[RECORD SET Boundary: Start]
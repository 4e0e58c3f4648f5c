mod common;

use std::cell::RefCell;
use std::collections::HashMap;

use chrono::{DateTime, FixedOffset, NaiveDate, TimeDelta, TimeZone, Utc};
use common::{entry, id, relabelled};
use pass_predictor::model::{ObserverLocation, Roster, TwoLineElement, VisibilityFilter};
use pass_predictor::predict::{
    CancelToken, HEADER, PredictionError, PredictionRequest, PredictionService, ScanError,
};
use pass_predictor::propagator::{PassCandidate, PropagationError, Propagator};
use pass_predictor::store::{StoreError, TleStore};

/// Replays canned passes per catalog number and records every stream start.
#[derive(Default)]
struct FakePropagator {
    passes: HashMap<String, Vec<PassCandidate>>,
    starts: RefCell<Vec<DateTime<Utc>>>,
}

struct FakeStream(std::vec::IntoIter<PassCandidate>);

impl Iterator for FakeStream {
    type Item = Result<PassCandidate, PropagationError>;

    fn next(&mut self) -> Option<Self::Item> {
        self.0.next().map(Ok)
    }
}

impl Propagator for FakePropagator {
    type Stream = FakeStream;

    fn passes(
        &self,
        tle: &TwoLineElement,
        _observer: &ObserverLocation,
        start: DateTime<Utc>,
    ) -> Result<Self::Stream, PropagationError> {
        self.starts.borrow_mut().push(start);
        let upcoming: Vec<_> = self
            .passes
            .get(tle.catalog_number())
            .into_iter()
            .flatten()
            .filter(|pass| pass.los > start)
            .cloned()
            .collect();
        Ok(FakeStream(upcoming.into_iter()))
    }
}

fn utc(raw: &str) -> DateTime<Utc> {
    DateTime::parse_from_rfc3339(raw)
        .expect("timestamp")
        .with_timezone(&Utc)
}

fn candidate(aos: &str, max_elevation_deg: f64) -> PassCandidate {
    let aos = utc(aos);
    PassCandidate {
        aos,
        los: aos + TimeDelta::minutes(12),
        max_elevation_time: aos + TimeDelta::minutes(6),
        max_elevation_deg,
        duration_seconds: 720.0,
    }
}

struct Fixture<Tz: TimeZone> {
    _dir: tempfile::TempDir,
    service: PredictionService<FakePropagator, Tz>,
}

fn fixture<Tz: TimeZone>(
    zone: Tz,
    passes: impl IntoIterator<Item = (&'static str, Vec<PassCandidate>)>,
) -> Fixture<Tz>
where
    Tz::Offset: std::fmt::Display,
{
    let dir = tempfile::tempdir().expect("tempdir");
    let store = TleStore::new(dir.path());
    let mut propagator = FakePropagator::default();
    for (number, list) in passes {
        store.put(&id(number), &relabelled(number)).expect("seed TLE");
        propagator.passes.insert(number.to_string(), list);
    }
    let roster = Roster::from_entries([
        entry("11111", "Alpha"),
        entry("22222", "Bravo"),
        entry("33333", "Charlie"),
    ]);
    Fixture {
        _dir: dir,
        service: PredictionService::new(roster, store, propagator, zone),
    }
}

fn request(satellites: &[&str], start: (i32, u32, u32), horizon_days: u32) -> PredictionRequest {
    PredictionRequest {
        satellites: satellites.iter().map(|raw| id(raw)).collect(),
        start_date: NaiveDate::from_ymd_opt(start.0, start.1, start.2).expect("date"),
        horizon_days,
        filter: VisibilityFilter::new(10.0, 0, 24).expect("filter"),
        observer: ObserverLocation::new(54.0078, -1.8560, 10.0).expect("observer"),
    }
}

fn earlier_day() -> DateTime<Utc> {
    utc("2022-01-01T12:00:00Z")
}

#[test]
fn rows_are_merged_by_aos_with_designator_tie_break() {
    let fx = fixture(
        Utc,
        [
            (
                "22222",
                vec![
                    candidate("2022-01-21T03:00:00Z", 40.0),
                    candidate("2022-01-21T10:00:00Z", 40.0),
                ],
            ),
            (
                "11111",
                vec![
                    candidate("2022-01-21T10:00:00Z", 30.0),
                    candidate("2022-01-21T12:30:00Z", 30.0),
                ],
            ),
        ],
    );
    let result = fx
        .service
        .predict_at(
            &request(&["22222", "11111"], (2022, 1, 21), 1),
            earlier_day(),
            &CancelToken::new(),
        )
        .expect("prediction");

    assert_eq!(result.header, HEADER);
    let order: Vec<(&str, &str)> = result
        .rows
        .iter()
        .map(|row| (row.name.as_str(), row.start_time.as_str()))
        .collect();
    assert_eq!(
        order,
        [
            ("Bravo", "03:00:00"),
            ("Alpha", "10:00:00"),
            ("Bravo", "10:00:00"),
            ("Alpha", "12:30:00"),
        ]
    );
    assert!(result.rows.windows(2).all(|pair| pair[0].aos <= pair[1].aos));
}

#[test]
fn window_end_midnight_is_exclusive() {
    let fx = fixture(
        Utc,
        [(
            "11111",
            vec![
                candidate("2022-01-21T23:59:59Z", 45.0),
                candidate("2022-01-22T00:00:00Z", 45.0),
            ],
        )],
    );
    let result = fx
        .service
        .predict_at(
            &request(&["11111"], (2022, 1, 21), 1),
            earlier_day(),
            &CancelToken::new(),
        )
        .expect("prediction");
    assert_eq!(result.rows.len(), 1);
    assert_eq!(result.rows[0].start_time, "23:59:59");
}

#[test]
fn low_and_out_of_hours_passes_are_dropped() {
    let plus_two = FixedOffset::east_opt(2 * 3_600).expect("offset");
    let fx = fixture(
        plus_two,
        [(
            "11111",
            vec![
                candidate("2022-01-21T05:00:00Z", 9.9),
                candidate("2022-01-21T06:00:00Z", 10.0),
                candidate("2022-01-21T15:00:00Z", 60.0),
            ],
        )],
    );
    let mut req = request(&["11111"], (2022, 1, 21), 1);
    req.filter = VisibilityFilter::new(10.0, 6, 12).expect("filter");
    let result = fx
        .service
        .predict_at(&req, earlier_day(), &CancelToken::new())
        .expect("prediction");
    // 06:06 UTC culminates at 08:06 local; 15:06 UTC at 17:06 local
    assert_eq!(result.rows.len(), 1);
    assert_eq!(result.rows[0].start_time, "08:00:00");
    assert_eq!(result.rows[0].max_elevation, "10.0");
}

#[test]
fn identical_requests_give_identical_tables() {
    let fx = fixture(
        Utc,
        [(
            "11111",
            vec![
                candidate("2022-01-21T01:00:00Z", 20.0),
                candidate("2022-01-22T01:00:00Z", 70.0),
            ],
        )],
    );
    let req = request(&["11111"], (2022, 1, 21), 3);
    let first = fx
        .service
        .predict_at(&req, earlier_day(), &CancelToken::new())
        .expect("first");
    let second = fx
        .service
        .predict_at(&req, earlier_day(), &CancelToken::new())
        .expect("second");
    assert_eq!(first, second);
}

#[test]
fn today_starts_at_the_current_instant() {
    let fx = fixture(Utc, [("11111", vec![candidate("2022-01-21T18:00:00Z", 30.0)])]);
    let now = utc("2022-01-21T15:42:10Z");
    fx.service
        .predict_at(&request(&["11111"], (2022, 1, 21), 1), now, &CancelToken::new())
        .expect("prediction");
    fx.service
        .predict_at(&request(&["11111"], (2022, 1, 23), 1), now, &CancelToken::new())
        .expect("prediction");
    assert_eq!(fx_starts(&fx), [now, utc("2022-01-23T00:00:00Z")]);
}

fn fx_starts<Tz: TimeZone>(fx: &Fixture<Tz>) -> Vec<DateTime<Utc>>
where
    Tz::Offset: std::fmt::Display,
{
    fx.service.propagator().starts.borrow().clone()
}

#[test]
fn repeated_designators_are_scanned_once() {
    let fx = fixture(Utc, [("11111", vec![candidate("2022-01-21T01:00:00Z", 20.0)])]);
    let result = fx
        .service
        .predict_at(
            &request(&["11111", "11111"], (2022, 1, 21), 1),
            earlier_day(),
            &CancelToken::new(),
        )
        .expect("prediction");
    assert_eq!(result.rows.len(), 1);
    assert_eq!(fx_starts(&fx).len(), 1);
}

#[test]
fn unknown_designator_is_rejected_before_scanning() {
    let fx = fixture(Utc, [("11111", vec![])]);
    let err = fx
        .service
        .predict_at(
            &request(&["11111", "99999"], (2022, 1, 21), 1),
            earlier_day(),
            &CancelToken::new(),
        )
        .expect_err("unknown satellite");
    assert!(matches!(err, PredictionError::UnknownSatellite(ref sat) if sat.as_str() == "99999"));
    assert!(fx_starts(&fx).is_empty());
}

#[test]
fn missing_tle_fails_the_whole_request() {
    // 33333 is on the roster but has no stored record
    let fx = fixture(Utc, [("11111", vec![candidate("2022-01-21T01:00:00Z", 20.0)])]);
    let err = fx
        .service
        .predict_at(
            &request(&["11111", "33333"], (2022, 1, 21), 1),
            earlier_day(),
            &CancelToken::new(),
        )
        .expect_err("missing TLE");
    match err {
        PredictionError::PredictionFailed { id, cause } => {
            assert_eq!(id.as_str(), "33333");
            assert!(matches!(cause, ScanError::Tle(StoreError::MissingTle { .. })));
        }
        other => panic!("unexpected error: {other}"),
    }
}

#[test]
fn corrupt_tle_fails_the_whole_request() {
    let fx = fixture(Utc, [("11111", vec![candidate("2022-01-21T01:00:00Z", 20.0)])]);
    let path = fx.service.store().record_path(&id("11111"));
    std::fs::write(&path, "1 11111U truncated\n").expect("corrupt record");
    let err = fx
        .service
        .predict_at(
            &request(&["11111"], (2022, 1, 21), 1),
            earlier_day(),
            &CancelToken::new(),
        )
        .expect_err("corrupt TLE");
    assert!(matches!(
        err,
        PredictionError::PredictionFailed {
            cause: ScanError::Tle(StoreError::CorruptTle { .. }),
            ..
        }
    ));
}

#[test]
fn cancelled_request_returns_no_table() {
    let fx = fixture(Utc, [("11111", vec![candidate("2022-01-21T01:00:00Z", 20.0)])]);
    let cancel = CancelToken::new();
    cancel.cancel();
    let err = fx
        .service
        .predict_at(&request(&["11111"], (2022, 1, 21), 1), earlier_day(), &cancel)
        .expect_err("cancelled");
    assert!(matches!(err, PredictionError::Cancelled));
}

#[test]
fn invalid_request_is_rejected() {
    let fx = fixture(Utc, [("11111", vec![])]);
    let err = fx
        .service
        .predict_at(
            &request(&["11111"], (2022, 1, 21), 0),
            earlier_day(),
            &CancelToken::new(),
        )
        .expect_err("zero horizon");
    assert!(matches!(err, PredictionError::InvalidInput(ref input) if input.field == "horizon"));
}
[RECORD SET Boundary: End]
§ **WHAT THE TASK REQUIRES**
Please print the material above exactly as it appears, from its first line through the line containing "type Item = Result<PassCandidate, PropagationError>;", inclusive, and stop there.

§ **FINISHED TASK**
repository 4e0e58c3f4648f5c
mod common;

use std::cell::RefCell;
use std::collections::HashMap;

use chrono::{DateTime, FixedOffset, NaiveDate, TimeDelta, TimeZone, Utc};
use common::{entry, id, relabelled};
use pass_predictor::model::{ObserverLocation, Roster, TwoLineElement, VisibilityFilter};
use pass_predictor::predict::{
    CancelToken, HEADER, PredictionError, PredictionRequest, PredictionService, ScanError,
};
use pass_predictor::propagator::{PassCandidate, PropagationError, Propagator};
use pass_predictor::store::{StoreError, TleStore};

/// Replays canned passes per catalog number and records every stream start.
#[derive(Default)]
struct FakePropagator {
    passes: HashMap<String, Vec<PassCandidate>>,
    starts: RefCell<Vec<DateTime<Utc>>>,
}

struct FakeStream(std::vec::IntoIter<PassCandidate>);

impl Iterator for FakeStream {
    type Item = Result<PassCandidate, PropagationError>;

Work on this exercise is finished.